- TRY IT: Which of the lines below mention the word "crates"? Pull each one out.

- Data extracted from a collection:
* * *

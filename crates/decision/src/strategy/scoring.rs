//! Table-driven strategy scoring
//!
//! Each strategy owns a [`SignalTable`]: a base score plus one additive
//! contribution per context signal. The final score is
//! `clamp(base + Σ active contributions, 0, 1)`.

use sales_agent_core::{ConversationContext, DecisionTimeline};

use super::StrategyKind;

const ROI_NEED_TAGS: &[&str] = &["roi", "growth", "return", "savings", "value", "investment"];
const RELATIONSHIP_NEED_TAGS: &[&str] = &["support", "trust", "relationship", "service", "guidance"];

/// A boolean feature of the conversation context
#[derive(Debug, Clone, Copy, PartialEq, Eq, Hash)]
pub enum Signal {
    /// engagement > 0.7
    HighEngagement,
    /// engagement < 0.3
    LowEngagement,
    /// sentiment > 0.3
    PositiveSentiment,
    /// sentiment < -0.3
    NegativeSentiment,
    /// more than 10 messages
    LateStage,
    /// at most 3 messages
    EarlyStage,
    ImmediateTimeline,
    ShortTermTimeline,
    LongTermTimeline,
    /// conversion > 0.7
    HighConversion,
    /// conversion in [0.3, 0.7]
    ModerateConversion,
    /// conversion < 0.3
    LowConversion,
    /// two or more objections
    MultipleObjections,
    AnyObjection,
    PriceMentioned,
    CompetitorMentioned,
    /// ROI or growth oriented need tags
    RoiNeeds,
    /// Support or trust oriented need tags
    RelationshipNeeds,
    /// immediate timeline and conversion > 0.7
    ImmediateHighConversion,
}

impl Signal {
    pub fn is_active(&self, ctx: &ConversationContext) -> bool {
        match self {
            Signal::HighEngagement => ctx.engagement_score > 0.7,
            Signal::LowEngagement => ctx.engagement_score < 0.3,
            Signal::PositiveSentiment => ctx.customer_sentiment > 0.3,
            Signal::NegativeSentiment => ctx.customer_sentiment < -0.3,
            Signal::LateStage => ctx.message_count > 10,
            Signal::EarlyStage => ctx.message_count <= 3,
            Signal::ImmediateTimeline => ctx.decision_timeline == DecisionTimeline::Immediate,
            Signal::ShortTermTimeline => ctx.decision_timeline == DecisionTimeline::ShortTerm,
            Signal::LongTermTimeline => ctx.decision_timeline == DecisionTimeline::LongTerm,
            Signal::HighConversion => ctx.conversion_probability > 0.7,
            Signal::ModerateConversion => (0.3..=0.7).contains(&ctx.conversion_probability),
            Signal::LowConversion => ctx.conversion_probability < 0.3,
            Signal::MultipleObjections => ctx.objection_count >= 2,
            Signal::AnyObjection => ctx.objection_count >= 1,
            Signal::PriceMentioned => ctx.price_mentioned,
            Signal::CompetitorMentioned => ctx.competitor_mentioned,
            Signal::RoiNeeds => ctx.has_need_matching(ROI_NEED_TAGS),
            Signal::RelationshipNeeds => ctx.has_need_matching(RELATIONSHIP_NEED_TAGS),
            Signal::ImmediateHighConversion => {
                Signal::ImmediateTimeline.is_active(ctx) && Signal::HighConversion.is_active(ctx)
            },
        }
    }
}

/// Base score plus per-signal contributions
#[derive(Debug, Clone, Copy)]
pub struct SignalTable {
    pub base: f32,
    pub contributions: &'static [(Signal, f32)],
}

impl SignalTable {
    pub fn score(&self, ctx: &ConversationContext) -> f32 {
        let total: f32 = self
            .contributions
            .iter()
            .filter(|(signal, _)| signal.is_active(ctx))
            .map(|(_, weight)| weight)
            .sum();
        (self.base + total).clamp(0.0, 1.0)
    }

    /// Active signals and their contributions
    pub fn explain(&self, ctx: &ConversationContext) -> Vec<(Signal, f32)> {
        self.contributions
            .iter()
            .filter(|(signal, _)| signal.is_active(ctx))
            .copied()
            .collect()
    }
}

static AGGRESSIVE: SignalTable = SignalTable {
    base: 0.3,
    contributions: &[
        (Signal::HighEngagement, 0.2),
        (Signal::PositiveSentiment, 0.15),
        (Signal::LateStage, 0.1),
        (Signal::ImmediateHighConversion, 0.25),
        (Signal::MultipleObjections, -0.2),
        (Signal::NegativeSentiment, -0.2),
    ],
};

static CONSERVATIVE: SignalTable = SignalTable {
    base: 0.3,
    contributions: &[
        (Signal::LowEngagement, 0.2),
        (Signal::NegativeSentiment, 0.2),
        (Signal::MultipleObjections, 0.25),
        (Signal::HighConversion, -0.15),
        (Signal::ImmediateTimeline, -0.1),
    ],
};

static ADAPTIVE: SignalTable = SignalTable {
    base: 0.4,
    contributions: &[
        (Signal::ModerateConversion, 0.15),
        (Signal::AnyObjection, 0.05),
        (Signal::EarlyStage, -0.05),
    ],
};

static EMPATHETIC: SignalTable = SignalTable {
    base: 0.25,
    contributions: &[
        (Signal::NegativeSentiment, 0.35),
        (Signal::AnyObjection, 0.1),
        (Signal::LowEngagement, 0.1),
        (Signal::PositiveSentiment, -0.1),
    ],
};

static VALUE_FOCUSED: SignalTable = SignalTable {
    base: 0.25,
    contributions: &[
        (Signal::PriceMentioned, 0.25),
        (Signal::RoiNeeds, 0.25),
        (Signal::CompetitorMentioned, 0.1),
    ],
};

static URGENCY_BASED: SignalTable = SignalTable {
    base: 0.2,
    contributions: &[
        (Signal::ImmediateTimeline, 0.3),
        (Signal::ShortTermTimeline, 0.15),
        (Signal::HighConversion, 0.15),
        (Signal::LongTermTimeline, -0.2),
        (Signal::MultipleObjections, -0.1),
    ],
};

static RELATIONSHIP_BUILDING: SignalTable = SignalTable {
    base: 0.25,
    contributions: &[
        (Signal::EarlyStage, 0.2),
        (Signal::RelationshipNeeds, 0.2),
        (Signal::LongTermTimeline, 0.15),
        (Signal::LowConversion, 0.1),
        (Signal::ImmediateTimeline, -0.1),
    ],
};

pub fn table(kind: StrategyKind) -> &'static SignalTable {
    match kind {
        StrategyKind::Aggressive => &AGGRESSIVE,
        StrategyKind::Conservative => &CONSERVATIVE,
        StrategyKind::Adaptive => &ADAPTIVE,
        StrategyKind::Empathetic => &EMPATHETIC,
        StrategyKind::ValueFocused => &VALUE_FOCUSED,
        StrategyKind::UrgencyBased => &URGENCY_BASED,
        StrategyKind::RelationshipBuilding => &RELATIONSHIP_BUILDING,
    }
}

#[cfg(test)]
mod tests {
    use super::*;

    fn ctx() -> ConversationContext {
        ConversationContext {
            message_count: 6,
            ..ConversationContext::default()
        }
    }

    fn with(signal_ctx: impl FnOnce(&mut ConversationContext)) -> ConversationContext {
        let mut c = ctx();
        signal_ctx(&mut c);
        c
    }

    #[test]
    fn test_scores_stay_in_unit_range() {
        let extremes = [
            with(|c| {
                c.engagement_score = 1.0;
                c.customer_sentiment = 1.0;
                c.message_count = 40;
                c.decision_timeline = DecisionTimeline::Immediate;
                c.conversion_probability = 1.0;
            }),
            with(|c| {
                c.engagement_score = 0.0;
                c.customer_sentiment = -1.0;
                c.objection_count = 9;
                c.message_count = 1;
                c.decision_timeline = DecisionTimeline::LongTerm;
                c.conversion_probability = 0.0;
            }),
        ];
        for c in &extremes {
            for kind in StrategyKind::ALL {
                let score = kind.score(c);
                assert!((0.0..=1.0).contains(&score), "{} scored {}", kind, score);
            }
        }
    }

    #[test]
    fn test_aggressive_directions() {
        let base = StrategyKind::Aggressive.score(&ctx());
        assert!(StrategyKind::Aggressive.score(&with(|c| c.engagement_score = 0.9)) > base);
        assert!(StrategyKind::Aggressive.score(&with(|c| c.customer_sentiment = 0.6)) > base);
        assert!(StrategyKind::Aggressive.score(&with(|c| c.message_count = 15)) > base);
        assert!(
            StrategyKind::Aggressive.score(&with(|c| {
                c.decision_timeline = DecisionTimeline::Immediate;
                c.conversion_probability = 0.85;
            })) > base
        );
        assert!(StrategyKind::Aggressive.score(&with(|c| c.objection_count = 3)) < base);
    }

    #[test]
    fn test_conservative_directions() {
        let base = StrategyKind::Conservative.score(&ctx());
        assert!(StrategyKind::Conservative.score(&with(|c| c.engagement_score = 0.1)) > base);
        assert!(StrategyKind::Conservative.score(&with(|c| c.customer_sentiment = -0.7)) > base);
        assert!(StrategyKind::Conservative.score(&with(|c| c.objection_count = 2)) > base);
    }

    #[test]
    fn test_value_focused_directions() {
        let base = StrategyKind::ValueFocused.score(&ctx());
        assert!(StrategyKind::ValueFocused.score(&with(|c| c.price_mentioned = true)) > base);
        assert!(
            StrategyKind::ValueFocused.score(&with(|c| c.detected_needs = vec!["ROI".to_string()]))
                > base
        );
        assert!(
            StrategyKind::ValueFocused
                .score(&with(|c| c.detected_needs = vec!["business_growth".to_string()]))
                > base
        );
    }

    #[test]
    fn test_explain_lists_active_signals() {
        let c = with(|c| {
            c.price_mentioned = true;
            c.competitor_mentioned = true;
        });
        let active: Vec<Signal> = table(StrategyKind::ValueFocused)
            .explain(&c)
            .into_iter()
            .map(|(s, _)| s)
            .collect();
        assert_eq!(active, vec![Signal::PriceMentioned, Signal::CompetitorMentioned]);
        assert!((StrategyKind::ValueFocused.score(&c) - 0.6).abs() < 1e-6);
    }
}
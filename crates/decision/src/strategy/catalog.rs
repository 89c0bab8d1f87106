//! Strategy decision trees

use sales_agent_core::{ConversationContext, DecisionTimeline};

use super::scoring::Signal;
use super::{StrategyDecision, StrategyKind};
use crate::actions::SalesAction;

pub fn execute(kind: StrategyKind, ctx: &ConversationContext) -> StrategyDecision {
    let (action, confidence, urgency, reasoning, fallback) = match kind {
        StrategyKind::Aggressive => aggressive(ctx),
        StrategyKind::Conservative => conservative(ctx),
        StrategyKind::Adaptive => adaptive(ctx),
        StrategyKind::Empathetic => empathetic(ctx),
        StrategyKind::ValueFocused => value_focused(ctx),
        StrategyKind::UrgencyBased => urgency_based(ctx),
        StrategyKind::RelationshipBuilding => relationship_building(ctx),
    };

    StrategyDecision {
        strategy: kind,
        recommended_action: action.as_str().to_string(),
        confidence: confidence.clamp(0.0, 1.0),
        reasoning,
        fallback_action: fallback.map(|a| a.as_str().to_string()),
        urgency_level: urgency.min(10),
    }
}

type Branch = (SalesAction, f32, u8, String, Option<SalesAction>);

fn aggressive(ctx: &ConversationContext) -> Branch {
    if ctx.conversion_probability > 0.7 && ctx.objection_count == 0 {
        (
            SalesAction::AttemptClose,
            ctx.conversion_probability,
            9,
            format!(
                "Conversion likelihood {:.2} with no open objections; ask for the commitment",
                ctx.conversion_probability
            ),
            Some(SalesAction::TrialClose),
        )
    } else if Signal::HighEngagement.is_active(ctx) {
        (
            SalesAction::TrialClose,
            0.7,
            8,
            "Customer is highly engaged; test readiness with a trial close".to_string(),
            Some(SalesAction::PresentValue),
        )
    } else if ctx.objection_count > 0 {
        (
            SalesAction::HandleObjection,
            0.6,
            7,
            format!("{} objection(s) block the close; resolve them first", ctx.objection_count),
            Some(SalesAction::TrialClose),
        )
    } else {
        (
            SalesAction::CreateUrgency,
            0.55,
            7,
            "No strong buying signal yet; give a reason to act now".to_string(),
            Some(SalesAction::NurtureInterest),
        )
    }
}

fn conservative(ctx: &ConversationContext) -> Branch {
    if Signal::MultipleObjections.is_active(ctx) {
        (
            SalesAction::HandleObjection,
            0.75,
            4,
            format!("{} objections raised; address concerns without pressure", ctx.objection_count),
            Some(SalesAction::BuildRapport),
        )
    } else if Signal::NegativeSentiment.is_active(ctx) {
        (
            SalesAction::Empathize,
            0.7,
            3,
            "Customer sentiment is negative; acknowledge it before moving on".to_string(),
            Some(SalesAction::BuildRapport),
        )
    } else if Signal::LowEngagement.is_active(ctx) {
        (
            SalesAction::QualifyNeeds,
            0.6,
            3,
            "Low engagement; ask open questions to find what matters".to_string(),
            Some(SalesAction::NurtureInterest),
        )
    } else {
        (
            SalesAction::NurtureInterest,
            0.6,
            3,
            "Keep the conversation steady and informative".to_string(),
            Some(SalesAction::ScheduleFollowUp),
        )
    }
}

fn adaptive(ctx: &ConversationContext) -> Branch {
    if ctx.objection_count > 0 {
        (
            SalesAction::HandleObjection,
            0.65,
            6,
            "Mixed signals with open objections; handle them and reassess".to_string(),
            Some(SalesAction::PresentValue),
        )
    } else if ctx.conversion_probability > 0.6 {
        (
            SalesAction::TrialClose,
            ctx.conversion_probability * 0.9,
            7,
            format!(
                "Conversion likelihood {:.2} is trending up; probe readiness",
                ctx.conversion_probability
            ),
            Some(SalesAction::PresentValue),
        )
    } else if !ctx.detected_needs.is_empty() {
        (
            SalesAction::PresentValue,
            0.6,
            5,
            format!("Map the offer onto needs: {}", ctx.detected_needs.join(", ")),
            Some(SalesAction::QualifyNeeds),
        )
    } else {
        (
            SalesAction::QualifyNeeds,
            0.55,
            4,
            "Not enough signal yet; learn more about the customer".to_string(),
            Some(SalesAction::BuildRapport),
        )
    }
}

fn empathetic(ctx: &ConversationContext) -> Branch {
    if Signal::NegativeSentiment.is_active(ctx) {
        (
            SalesAction::Empathize,
            0.8,
            2,
            "Customer is frustrated; lead with empathy".to_string(),
            Some(SalesAction::BuildRapport),
        )
    } else if ctx.objection_count > 0 {
        (
            SalesAction::HandleObjection,
            0.65,
            4,
            "Acknowledge the concern and answer it gently".to_string(),
            Some(SalesAction::Empathize),
        )
    } else {
        (
            SalesAction::BuildRapport,
            0.6,
            3,
            "Strengthen the personal connection".to_string(),
            None,
        )
    }
}

fn value_focused(ctx: &ConversationContext) -> Branch {
    if ctx.competitor_mentioned {
        (
            SalesAction::PresentValue,
            0.75,
            6,
            "Customer is comparing providers; differentiate on value".to_string(),
            Some(SalesAction::DemonstrateRoi),
        )
    } else if ctx.price_mentioned || Signal::RoiNeeds.is_active(ctx) {
        (
            SalesAction::DemonstrateRoi,
            0.75,
            6,
            "Price or return is on the customer's mind; quantify the benefit".to_string(),
            Some(SalesAction::PresentValue),
        )
    } else {
        (
            SalesAction::PresentValue,
            0.6,
            5,
            "Explain the core value of the offer".to_string(),
            Some(SalesAction::QualifyNeeds),
        )
    }
}

fn urgency_based(ctx: &ConversationContext) -> Branch {
    match ctx.decision_timeline {
        DecisionTimeline::Immediate if ctx.conversion_probability > 0.6 => (
            SalesAction::AttemptClose,
            ctx.conversion_probability.max(0.7),
            9,
            "Customer wants to decide now and is likely to convert".to_string(),
            Some(SalesAction::CreateUrgency),
        ),
        DecisionTimeline::Immediate | DecisionTimeline::ShortTerm => (
            SalesAction::CreateUrgency,
            0.7,
            8,
            format!(
                "Decision timeline is {}; highlight time-bound benefits",
                ctx.decision_timeline.as_str()
            ),
            Some(SalesAction::TrialClose),
        ),
        DecisionTimeline::LongTerm => (
            SalesAction::ScheduleFollowUp,
            0.6,
            4,
            "Long decision horizon; agree on a follow-up".to_string(),
            Some(SalesAction::NurtureInterest),
        ),
        DecisionTimeline::Unknown => (
            SalesAction::CreateUrgency,
            0.5,
            6,
            "Timeline unknown; introduce a reason to decide soon".to_string(),
            Some(SalesAction::QualifyNeeds),
        ),
    }
}

fn relationship_building(ctx: &ConversationContext) -> Branch {
    if Signal::EarlyStage.is_active(ctx) {
        (
            SalesAction::BuildRapport,
            0.7,
            2,
            "Early in the conversation; build trust first".to_string(),
            Some(SalesAction::QualifyNeeds),
        )
    } else if Signal::RelationshipNeeds.is_active(ctx) {
        (
            SalesAction::NurtureInterest,
            0.7,
            3,
            "Customer values support and trust; show long-term commitment".to_string(),
            Some(SalesAction::BuildRapport),
        )
    } else if Signal::PositiveSentiment.is_active(ctx) {
        (
            SalesAction::NurtureInterest,
            0.65,
            4,
            "Positive rapport; deepen the relationship".to_string(),
            Some(SalesAction::PresentValue),
        )
    } else {
        (
            SalesAction::BuildRapport,
            0.6,
            3,
            "Invest in the relationship before selling".to_string(),
            Some(SalesAction::ScheduleFollowUp),
        )
    }
}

* * *

- EXERCISE RESPONSE:
filename crates/decision/src/strategy/scoring.rs
filename crates/decision/src/strategy/catalog.rs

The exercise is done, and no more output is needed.